A resistor getting hot does use power but the LED current is the same.
You seem to be using the terms power and current as if they were the same thing.

LEDs are semiconductor devices which draw almost no current until they have a certain voltage across them and then they can draw enough current to destroy themselves.

So it is necessary to put a resistor in series with them to limit the current they can draw. In your case, this was 25 mA but we settled on a resistor that would let the LED draw a bit less than this.

Sometimes, we have a voltage we have to use and this determines the power we will use in the resistor.
The resistor is there to protect the LED, not to rob power from it.

You have some choices with your setup. I would have two wires going the full distance down your path and then take a resistor and a LED off at each point where you need a LED.

At each point you would have 20 mA flowing from the 12 volt line, so there would be 0.24 watts being used. (12volts * 0.02 amps = 0.24 watts)
0.07 watts of this would be going to the LED, so it isn't very efficient, but there isn't a lot of power being used so it probably doesn't matter.

One possible choice would be that you could put up to 3 LEDs in series for each (smaller) resistor.
It may be obvious how you would do this, but I will describe it if you like.
This would be more efficient, but the wiring would be more messy.

Another choice that may suit you is to get Christmas lights which are already designed for your mains voltage and then you just string them along your driveway.
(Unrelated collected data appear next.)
// src/utils/error.rs
use thiserror::Error;

use crate::{
    blockchain::LedgerError,
    core::{analysis::AnalysisError, export::ExportError},
};

#[derive(Debug, Error)]
pub enum VerifyError {
    #[error("Configuration error: {0}")]
    Config(String),

    #[error("Empty input: a document must contain at least one byte")]
    EmptyInput,

    #[error("A verification is already in progress")]
    Busy,

    #[error("Verification attempt {0} was superseded before it completed")]
    Superseded(u64),

    #[error("No verified record is held")]
    NotVerified,

    #[error("Invalid fingerprint: {0}")]
    InvalidFingerprint(String),

    #[error("Digest error: {0}")]
    Digest(String),

    #[error("Ledger error: {0}")]
    Ledger(#[from] LedgerError),

    #[error("Export error: {0}")]
    Export(#[from] ExportError),

    #[error("Analysis error: {0}")]
    Analysis(#[from] AnalysisError),

    #[error("IO error: {0}")]
    Io(#[from] std::io::Error),
}

pub type Result<T> = std::result::Result<T, VerifyError>;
You would then just find some way to get mains voltage to the string of lights and do it safely.

John1397

I like watts and amps, but I was wondering how you came up with .07 watts going to the Led this seems what I want to know? Those numbers figure out to be 70% loss in inefficiency if that is correct?

John

vk6kro

3.5 volts * 0.02 amps = 0.07 watts.

Some of this inefficiency is necessary if you have to use a 12 volt supply.

If you had a 6 volt supply, the total power used would be 6 volts * 0.02 amps or 0.12 watts.
So the efficiency would be about 58 %. (0.07 watts / 0.12 watts * 100 = 58.333 % efficient.)

These losses are trivial, but larger LEDs can use currents of up to an amp and there are highly efficient regulators that can limit their current to safe levels without wasting a lot of power.

sophiecentaur

The power value was obtained by 3.5 volts * 0.02 amps, which was made clear, and the same formula (P = IV) was used to calculate input power.

The efficiency would be power out / power in. The phrase "loss in efficiency" is not a useful one as it tells you nothing about the actual efficiency. The 'retail' use of the percentage is creeping into descriptions of all sorts of things - along with "three times less" etc.. If you try to stick to the original definitions, you can communicate better on scientific matters, I think.

John1397

Least I can see how the formulas work. Now I have 13 Led's rated .25 ma at 3.3 volt connected to 12 volt supply with 13 - 1000 ohm resistor total sum of Led's should be 325 ma so when I connected an amp meter between 12 volt supply and Led's it reads .5 amp I just wonder if this is right or if I am leaking current somwhere, but 13 Led's at reduced current still must emit more light than one 6 watt 12 volt bulb so I should have gained something.

John

vk6kro

You have enough information to work this out for yourself now.

If you ignored the LEDs and just put 13 resistors, all 1000 ohms, in parallel across a 12 volt supply, each would draw 12 mA so the total current would be 156 mA. (12 mA * 13 = 156 mA)

Adding the LEDs would drop this current to 113 mA. ((12 volts - 3.3 volts) / 1000) * 13.

So, yes, your meter is telling you lies.

Your resistors could be as low as 390 ohms and this would have a big effect on the LED brightness.